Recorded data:

------------------------------------------------

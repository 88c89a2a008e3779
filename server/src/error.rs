use thiserror::Error;

#[derive(Error, Debug, Clone, PartialEq, Eq)]
pub enum EngineError {
    #[error("Board {width}x{height} is outside the supported range {min}..={max}")]
    InvalidDimension {
        width: usize,
        height: usize,
        min: usize,
        max: usize,
    },
    #[error("Position ({x}, {y}) is outside the {width}x{height} board")]
    OutOfBounds {
        x: usize,
        y: usize,
        width: usize,
        height: usize,
    },
    #[error("Game already ended, no new moves are accepted")]
    GameOver,
    #[error("No board has been configured")]
    InvalidState,
}

pub type Result<T> = std::result::Result<T, EngineError>;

------------------------------------------------

▶ _Exercise description_: Which lines of the records above contain the word "usize"? Show each of them.

▶ _Exercise solution_:
        width: usize,
        height: usize,
        min: usize,
        max: usize,
        x: usize,
        y: usize,
        width: usize,
        height: usize,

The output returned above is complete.